┌──

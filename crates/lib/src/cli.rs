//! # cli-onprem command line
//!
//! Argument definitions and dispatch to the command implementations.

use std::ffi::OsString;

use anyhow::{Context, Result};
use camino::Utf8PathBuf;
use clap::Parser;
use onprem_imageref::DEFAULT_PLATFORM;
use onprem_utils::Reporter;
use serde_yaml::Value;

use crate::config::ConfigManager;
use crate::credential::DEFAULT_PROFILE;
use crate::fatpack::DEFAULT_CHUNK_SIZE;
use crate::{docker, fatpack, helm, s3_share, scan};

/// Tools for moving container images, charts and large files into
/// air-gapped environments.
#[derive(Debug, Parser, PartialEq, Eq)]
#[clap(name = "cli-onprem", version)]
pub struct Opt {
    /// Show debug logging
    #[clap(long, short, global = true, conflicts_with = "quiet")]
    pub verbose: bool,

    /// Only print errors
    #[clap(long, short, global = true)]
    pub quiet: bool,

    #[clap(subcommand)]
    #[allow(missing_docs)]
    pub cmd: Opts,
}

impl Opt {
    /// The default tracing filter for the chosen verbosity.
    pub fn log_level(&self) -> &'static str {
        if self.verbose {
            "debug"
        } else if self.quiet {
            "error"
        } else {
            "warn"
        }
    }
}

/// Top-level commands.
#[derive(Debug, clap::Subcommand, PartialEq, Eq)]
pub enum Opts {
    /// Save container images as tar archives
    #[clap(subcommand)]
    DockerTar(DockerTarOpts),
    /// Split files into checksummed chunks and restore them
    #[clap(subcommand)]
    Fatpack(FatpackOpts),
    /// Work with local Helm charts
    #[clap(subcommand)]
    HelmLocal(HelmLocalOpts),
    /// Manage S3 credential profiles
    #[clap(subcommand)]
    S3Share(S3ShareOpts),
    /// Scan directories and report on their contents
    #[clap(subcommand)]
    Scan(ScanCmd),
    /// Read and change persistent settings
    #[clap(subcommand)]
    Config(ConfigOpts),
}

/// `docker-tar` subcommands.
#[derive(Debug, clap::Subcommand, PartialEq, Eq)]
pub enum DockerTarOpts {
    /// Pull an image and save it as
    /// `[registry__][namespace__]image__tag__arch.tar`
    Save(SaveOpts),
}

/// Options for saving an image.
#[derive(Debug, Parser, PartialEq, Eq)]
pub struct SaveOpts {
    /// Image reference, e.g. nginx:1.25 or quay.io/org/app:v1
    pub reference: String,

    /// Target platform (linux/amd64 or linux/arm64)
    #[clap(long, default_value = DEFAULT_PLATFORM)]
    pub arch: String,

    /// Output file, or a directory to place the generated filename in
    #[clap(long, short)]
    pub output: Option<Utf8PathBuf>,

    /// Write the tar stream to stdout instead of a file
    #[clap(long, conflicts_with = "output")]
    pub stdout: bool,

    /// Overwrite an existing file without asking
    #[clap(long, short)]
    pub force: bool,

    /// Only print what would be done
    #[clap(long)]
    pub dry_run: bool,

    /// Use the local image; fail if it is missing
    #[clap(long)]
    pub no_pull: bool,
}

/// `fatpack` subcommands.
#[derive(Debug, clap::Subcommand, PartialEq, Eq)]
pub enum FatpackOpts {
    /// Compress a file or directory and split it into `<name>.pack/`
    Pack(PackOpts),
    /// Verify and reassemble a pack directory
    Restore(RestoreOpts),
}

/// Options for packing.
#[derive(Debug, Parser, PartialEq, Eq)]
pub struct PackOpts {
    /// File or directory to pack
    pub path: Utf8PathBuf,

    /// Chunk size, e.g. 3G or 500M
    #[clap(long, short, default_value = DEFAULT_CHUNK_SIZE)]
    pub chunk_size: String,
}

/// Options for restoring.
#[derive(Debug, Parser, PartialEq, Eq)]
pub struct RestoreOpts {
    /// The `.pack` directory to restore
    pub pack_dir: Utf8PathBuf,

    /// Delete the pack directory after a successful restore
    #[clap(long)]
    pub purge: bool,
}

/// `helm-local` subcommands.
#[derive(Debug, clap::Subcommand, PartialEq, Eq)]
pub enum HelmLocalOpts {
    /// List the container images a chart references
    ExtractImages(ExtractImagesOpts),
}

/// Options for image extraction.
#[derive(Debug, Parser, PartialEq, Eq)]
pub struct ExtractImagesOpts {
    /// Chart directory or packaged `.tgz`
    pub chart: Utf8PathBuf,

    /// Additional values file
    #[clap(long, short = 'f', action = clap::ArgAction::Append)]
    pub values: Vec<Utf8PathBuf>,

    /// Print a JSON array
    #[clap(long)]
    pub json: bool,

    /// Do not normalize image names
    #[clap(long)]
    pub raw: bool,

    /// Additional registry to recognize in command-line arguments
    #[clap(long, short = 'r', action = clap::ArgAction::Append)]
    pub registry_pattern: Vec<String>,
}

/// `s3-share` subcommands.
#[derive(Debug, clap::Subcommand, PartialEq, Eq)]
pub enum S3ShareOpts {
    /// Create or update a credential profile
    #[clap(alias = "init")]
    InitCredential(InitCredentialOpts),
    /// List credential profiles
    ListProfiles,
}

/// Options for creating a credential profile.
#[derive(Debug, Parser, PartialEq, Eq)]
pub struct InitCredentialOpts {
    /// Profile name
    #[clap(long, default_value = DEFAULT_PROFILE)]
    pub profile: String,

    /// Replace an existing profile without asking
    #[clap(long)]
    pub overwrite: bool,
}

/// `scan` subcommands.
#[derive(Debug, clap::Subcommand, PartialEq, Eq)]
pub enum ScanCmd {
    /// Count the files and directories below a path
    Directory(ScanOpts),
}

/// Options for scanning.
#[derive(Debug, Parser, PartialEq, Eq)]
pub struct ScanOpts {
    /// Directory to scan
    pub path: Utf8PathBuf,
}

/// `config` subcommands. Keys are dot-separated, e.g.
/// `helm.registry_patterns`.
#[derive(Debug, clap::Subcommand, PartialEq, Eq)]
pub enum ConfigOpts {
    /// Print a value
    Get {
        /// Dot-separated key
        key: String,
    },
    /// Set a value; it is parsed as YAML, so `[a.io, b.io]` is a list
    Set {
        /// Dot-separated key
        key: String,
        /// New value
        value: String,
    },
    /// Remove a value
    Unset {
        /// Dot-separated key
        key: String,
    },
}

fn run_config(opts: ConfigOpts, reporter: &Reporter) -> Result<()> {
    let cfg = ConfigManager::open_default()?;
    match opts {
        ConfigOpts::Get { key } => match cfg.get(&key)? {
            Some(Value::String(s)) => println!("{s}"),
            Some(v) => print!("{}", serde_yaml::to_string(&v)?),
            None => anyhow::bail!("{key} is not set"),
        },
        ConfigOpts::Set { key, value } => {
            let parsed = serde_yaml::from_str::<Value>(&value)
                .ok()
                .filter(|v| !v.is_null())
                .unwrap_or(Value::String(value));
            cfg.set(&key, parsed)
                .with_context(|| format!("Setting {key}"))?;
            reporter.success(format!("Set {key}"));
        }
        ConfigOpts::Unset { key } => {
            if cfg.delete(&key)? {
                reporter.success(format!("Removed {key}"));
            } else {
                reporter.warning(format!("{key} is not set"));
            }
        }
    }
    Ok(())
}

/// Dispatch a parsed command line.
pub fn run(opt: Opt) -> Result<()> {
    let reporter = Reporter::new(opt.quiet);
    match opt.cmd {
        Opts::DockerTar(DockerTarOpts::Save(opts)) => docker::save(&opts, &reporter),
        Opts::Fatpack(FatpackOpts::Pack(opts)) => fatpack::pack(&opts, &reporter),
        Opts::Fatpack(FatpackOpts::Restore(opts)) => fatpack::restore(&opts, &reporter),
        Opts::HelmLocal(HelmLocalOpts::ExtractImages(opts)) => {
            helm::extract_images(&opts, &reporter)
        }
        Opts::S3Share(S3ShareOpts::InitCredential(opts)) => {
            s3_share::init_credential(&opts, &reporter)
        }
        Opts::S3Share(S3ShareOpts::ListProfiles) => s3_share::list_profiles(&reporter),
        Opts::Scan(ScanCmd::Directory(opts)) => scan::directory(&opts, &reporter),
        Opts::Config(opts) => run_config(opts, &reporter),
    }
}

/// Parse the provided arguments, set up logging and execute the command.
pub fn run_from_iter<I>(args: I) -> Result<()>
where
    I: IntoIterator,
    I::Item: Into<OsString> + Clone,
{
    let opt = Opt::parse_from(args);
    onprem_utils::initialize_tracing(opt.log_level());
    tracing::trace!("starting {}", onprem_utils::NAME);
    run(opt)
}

└──

▶ _Task prompt_:
Print exactly the lines above from the one with "a chart references" to the one with "pub enum ConfigOpts", including both.

▶ _Task answer_:
    /// List the container images a chart references
    ExtractImages(ExtractImagesOpts),
}

/// Options for image extraction.
#[derive(Debug, Parser, PartialEq, Eq)]
pub struct ExtractImagesOpts {
    /// Chart directory or packaged `.tgz`
    pub chart: Utf8PathBuf,

    /// Additional values file
    #[clap(long, short = 'f', action = clap::ArgAction::Append)]
    pub values: Vec<Utf8PathBuf>,

    /// Print a JSON array
    #[clap(long)]
    pub json: bool,

    /// Do not normalize image names
    #[clap(long)]
    pub raw: bool,

    /// Additional registry to recognize in command-line arguments
    #[clap(long, short = 'r', action = clap::ArgAction::Append)]
    pub registry_pattern: Vec<String>,
}

/// `s3-share` subcommands.
#[derive(Debug, clap::Subcommand, PartialEq, Eq)]
pub enum S3ShareOpts {
    /// Create or update a credential profile
    #[clap(alias = "init")]
    InitCredential(InitCredentialOpts),
    /// List credential profiles
    ListProfiles,
}

/// Options for creating a credential profile.
#[derive(Debug, Parser, PartialEq, Eq)]
pub struct InitCredentialOpts {
    /// Profile name
    #[clap(long, default_value = DEFAULT_PROFILE)]
    pub profile: String,

    /// Replace an existing profile without asking
    #[clap(long)]
    pub overwrite: bool,
}

/// `scan` subcommands.
#[derive(Debug, clap::Subcommand, PartialEq, Eq)]
pub enum ScanCmd {
    /// Count the files and directories below a path
    Directory(ScanOpts),
}

/// Options for scanning.
#[derive(Debug, Parser, PartialEq, Eq)]
pub struct ScanOpts {
    /// Directory to scan
    pub path: Utf8PathBuf,
}

/// `config` subcommands. Keys are dot-separated, e.g.
/// `helm.registry_patterns`.
#[derive(Debug, clap::Subcommand, PartialEq, Eq)]
pub enum ConfigOpts {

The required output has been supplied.